[Start of section]

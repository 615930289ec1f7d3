//! Data models for attachment preparation

mod attachment;
mod payload;

pub use attachment::{
    generate_unique_id, Attachment, AttachmentInput, AttachmentMedia, AttachmentOptions,
    AudioInfo, QuickPreview, VoiceInfo,
};
pub use payload::PayloadRef;
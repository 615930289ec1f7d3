//! Image processor - dimension probing

use crate::image::orientation::ImageOrientation;
use crate::metadata::ImageMetadata;
use anyhow::Context;
use bytes::Bytes;
use image::ImageReader;
use std::io::Cursor;

pub struct ImageProcessor;

impl ImageProcessor {
    /// Read format and displayed dimensions without decoding pixel data.
    pub fn extract_metadata(data: &[u8]) -> Result<ImageMetadata, anyhow::Error> {
        let cursor = Cursor::new(data);
        let reader = ImageReader::new(cursor)
            .with_guessed_format()
            .context("Failed to read image header")?;
        let format = reader
            .format()
            .map(|f| format!("{:?}", f))
            .unwrap_or_else(|| "unknown".to_string());
        let (stored_width, stored_height) = reader
            .into_dimensions()
            .context("Failed to read image dimensions")?;

        let exif_orientation = ImageOrientation::read_exif_orientation(data);
        let (width, height) = if ImageOrientation::swaps_dimensions(exif_orientation) {
            (stored_height, stored_width)
        } else {
            (stored_width, stored_height)
        };

        Ok(ImageMetadata {
            width,
            height,
            format,
            exif_orientation: if exif_orientation != 1 {
                Some(exif_orientation)
            } else {
                None
            },
        })
    }

    /// Probe off the async pool; header parsing can still touch the whole payload.
    #[tracing::instrument(skip(data), fields(size_bytes = data.len()))]
    pub async fn probe(data: Bytes) -> Result<ImageMetadata, anyhow::Error> {
        let metadata = tokio::task::spawn_blocking(move || Self::extract_metadata(&data))
            .await
            .context("Image probe task failed")??;

        tracing::debug!(
            width = metadata.width,
            height = metadata.height,
            format = %metadata.format,
            "Image probe completed"
        );
        Ok(metadata)
    }
}
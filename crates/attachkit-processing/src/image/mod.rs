//! Image processing module
//!
//! - Dimension probing with EXIF orientation (processor)
//! - Orientation correction (orientation)
//! - Scaled, re-encoded copies for compressed sends and thumbnails (transformer)

pub mod orientation;
pub mod processor;
pub mod transformer;

pub use orientation::ImageOrientation;
pub use processor::ImageProcessor;
pub use transformer::ImageTransformer;
//! Audio probing

pub mod processor;

pub use processor::AudioProcessor;
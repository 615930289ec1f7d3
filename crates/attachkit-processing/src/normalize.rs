//! Output normalization for the send pipeline

use attachkit_core::Attachment;

/// Derive the records handed to the send pipeline.
///
/// With `send_compressed`, attachments that carry a compressed copy are sent from that
/// copy (`payload_ref` is swapped; `payload` keeps the original bytes, so senders must
/// resolve `payload_ref`). Otherwise every attachment except audio tracks and voice
/// notes goes out as a plain file, and spoiler hints are dropped.
///
/// The input slice is never modified. The returned records may point `payload_ref` at the
/// compressed copy, so release handles through the records `build` returned, not these.
pub fn prepare_attachments_to_send(
    attachments: &[Attachment],
    send_compressed: bool,
) -> Vec<Attachment> {
    attachments
        .iter()
        .map(|attachment| {
            if send_compressed {
                return match &attachment.compressed_ref {
                    Some(compressed) => attachment.clone().with_payload_ref(compressed.clone()),
                    None => attachment.clone(),
                };
            }

            let mut prepared = if attachment.is_audio_or_voice() {
                let mut prepared = attachment.clone();
                prepared.should_send_as_file = false;
                prepared
            } else {
                attachment.clone().with_send_as_file()
            };
            prepared.should_send_as_spoiler = None;
            prepared
        })
        .collect()
}
//! Geometric validation of media accepted for inline rendering.

use crate::constants::MAX_ASPECT_RATIO;

/// `max(w, h) / min(w, h)`, or `None` when either side is zero.
pub fn aspect_ratio(width: u32, height: u32) -> Option<f64> {
    let (long, short) = if width >= height {
        (width, height)
    } else {
        (height, width)
    };
    if short == 0 {
        return None;
    }
    Some(f64::from(long) / f64::from(short))
}

/// Whether media of this shape may be rendered inline.
pub fn validate_aspect_ratio(width: u32, height: u32) -> bool {
    validate_aspect_ratio_with_limit(width, height, MAX_ASPECT_RATIO)
}

pub fn validate_aspect_ratio_with_limit(width: u32, height: u32, max_ratio: f64) -> bool {
    aspect_ratio(width, height).is_some_and(|ratio| ratio <= max_ratio)
}
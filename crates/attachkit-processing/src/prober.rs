//! Default media prober: `image` for stills, ffprobe / ffmpeg for video and audio

use anyhow::Result;
use async_trait::async_trait;
use bytes::Bytes;

use attachkit_core::AttachConfig;

use crate::audio::AudioProcessor;
use crate::image::ImageProcessor;
use crate::metadata::{AudioMetadata, ImageMetadata, VideoMetadata};
use crate::traits::MediaProber;
use crate::video::{PosterExtractor, VideoProcessor};

pub struct FfmpegMediaProber {
    video: VideoProcessor,
    poster: PosterExtractor,
    audio: AudioProcessor,
}

impl FfmpegMediaProber {
    pub fn new(ffprobe_path: String, ffmpeg_path: String) -> Result<Self> {
        Ok(Self {
            video: VideoProcessor::new(ffprobe_path.clone())?,
            poster: PosterExtractor::new(ffmpeg_path.clone())?,
            audio: AudioProcessor::new(ffprobe_path, ffmpeg_path)?,
        })
    }

    pub fn from_config(config: &AttachConfig) -> Result<Self> {
        Self::new(config.ffprobe_path.clone(), config.ffmpeg_path.clone())
    }
}

#[async_trait]
impl MediaProber for FfmpegMediaProber {
    async fn probe_image(&self, data: Bytes) -> Result<ImageMetadata> {
        ImageProcessor::probe(data).await
    }

    async fn probe_video(&self, data: Bytes) -> Result<VideoMetadata> {
        self.video.probe(data).await
    }

    async fn probe_audio(&self, data: Bytes) -> Result<AudioMetadata> {
        self.audio.probe(data).await
    }

    async fn video_poster(&self, data: Bytes) -> Result<Bytes> {
        self.poster.extract(data).await
    }
}
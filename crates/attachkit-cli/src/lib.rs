use std::path::{Path, PathBuf};
use std::sync::Arc;

use anyhow::Context;
use attachkit_core::{Attachment, AttachmentInput, AttachmentOptions, ErrorMetadata};
use attachkit_processing::{
    content_type_for_filename, content_type_matches_filename, AttachmentBuilder,
};
use serde::Serialize;

const FALLBACK_MIME_TYPE: &str = "application/octet-stream";

/// Truncate a string to max_len characters, appending "..." if truncated.
pub fn truncate_string(s: &str, max_len: usize) -> String {
    if s.chars().count() <= max_len {
        s.to_string()
    } else {
        let kept: String = s.chars().take(max_len.saturating_sub(3)).collect();
        format!("{}...", kept)
    }
}

/// One line of the `build` table output
#[derive(Debug, Serialize, PartialEq)]
pub struct AttachmentRow {
    pub filename: String,
    pub kind: &'static str,
    pub size_kb: f64,
    pub dimensions: String,
    pub send_as_file: bool,
    pub compressed: bool,
}

impl AttachmentRow {
    pub fn from_attachment(attachment: &Attachment) -> Self {
        let dimensions = match (attachment.quick(), attachment.audio()) {
            (Some(quick), _) => match quick.duration {
                Some(duration) => format!("{}x{} {:.1}s", quick.width, quick.height, duration),
                None => format!("{}x{}", quick.width, quick.height),
            },
            (None, Some(audio)) => format!("{:.1}s", audio.duration),
            (None, None) => "-".to_string(),
        };

        Self {
            filename: attachment.filename.clone(),
            kind: attachment.media.kind(),
            size_kb: attachment.size_bytes as f64 / 1024.0,
            dimensions,
            send_as_file: attachment.should_send_as_file,
            compressed: attachment.compressed_ref.is_some(),
        }
    }
}

pub fn print_attachment_table(attachments: &[Attachment]) {
    println!(
        "{:<32} {:<6} {:>10} {:<18} {:<5} {:<10}",
        "FILENAME", "KIND", "SIZE (KB)", "QUICK", "FILE", "COMPRESSED"
    );
    for attachment in attachments {
        let row = AttachmentRow::from_attachment(attachment);
        println!(
            "{:<32} {:<6} {:>10.1} {:<18} {:<5} {:<10}",
            truncate_string(&row.filename, 32),
            row.kind,
            row.size_kb,
            row.dimensions,
            if row.send_as_file { "yes" } else { "no" },
            if row.compressed { "yes" } else { "no" },
        );
    }
}

fn mime_type_for(path: &Path, filename: &str, mime: Option<&str>) -> String {
    match mime {
        Some(mime) => {
            if !content_type_matches_filename(filename, mime) {
                tracing::warn!(
                    path = %path.display(),
                    mime_type = mime,
                    "Mime type does not match the file extension"
                );
            }
            mime.to_string()
        }
        None => content_type_for_filename(filename)
            .unwrap_or(FALLBACK_MIME_TYPE)
            .to_string(),
    }
}

/// Read a file from disk into a build input.
pub async fn read_input(
    path: &Path,
    mime: Option<&str>,
    options: &AttachmentOptions,
) -> anyhow::Result<AttachmentInput> {
    let payload = tokio::fs::read(path)
        .await
        .with_context(|| format!("Failed to read {}", path.display()))?;
    let filename = path
        .file_name()
        .map(|name| name.to_string_lossy().into_owned())
        .with_context(|| format!("Not a file path: {}", path.display()))?;
    let mime_type = mime_type_for(path, &filename, mime);

    Ok(AttachmentInput::new(filename, mime_type, payload).with_options(options.clone()))
}

/// A file that did not produce an attachment
#[derive(Debug)]
pub struct BatchFailure {
    pub path: PathBuf,
    pub message: String,
}

#[derive(Debug, Default)]
pub struct BatchOutcome {
    pub attachments: Vec<Attachment>,
    pub failures: Vec<BatchFailure>,
}

/// Build every file concurrently. A file that cannot be read or built is recorded as a
/// failure and the rest of the batch carries on.
pub async fn build_batch(
    builder: Arc<AttachmentBuilder>,
    files: Vec<PathBuf>,
    mime: Option<&str>,
    options: &AttachmentOptions,
) -> anyhow::Result<BatchOutcome> {
    let mut outcome = BatchOutcome::default();
    let mut tasks = Vec::with_capacity(files.len());

    for path in files {
        let input = match read_input(&path, mime, options).await {
            Ok(input) => input,
            Err(e) => {
                tracing::warn!(path = %path.display(), error = %e, "Skipping unreadable file");
                outcome.failures.push(BatchFailure {
                    path,
                    message: format!("{:#}", e),
                });
                continue;
            }
        };
        let builder = builder.clone();
        tasks.push((path, tokio::spawn(async move { builder.build(input).await })));
    }

    for (path, task) in tasks {
        match task.await.context("Build task panicked")? {
            Ok(attachment) => outcome.attachments.push(attachment),
            Err(e) => {
                let message = format!(
                    "{} [{}]{}",
                    e.client_message(),
                    e.error_code(),
                    e.suggested_action()
                        .map(|action| format!(" - {}", action))
                        .unwrap_or_default()
                );
                outcome.failures.push(BatchFailure { path, message });
            }
        }
    }

    Ok(outcome)
}

/// Initialize tracing for CLI binaries.
pub fn init_tracing() {
    tracing_subscriber::fmt()
        .with_env_filter(
            tracing_subscriber::EnvFilter::try_from_default_env()
                .unwrap_or_else(|_| tracing_subscriber::EnvFilter::new("info")),
        )
        .with_writer(std::io::stderr)
        .init();
}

[End of section]

Task description
Each line of the data that holds the word "files" should be copied.

Exercise answer
    files: Vec<PathBuf>,
    let mut tasks = Vec::with_capacity(files.len());
    for path in files {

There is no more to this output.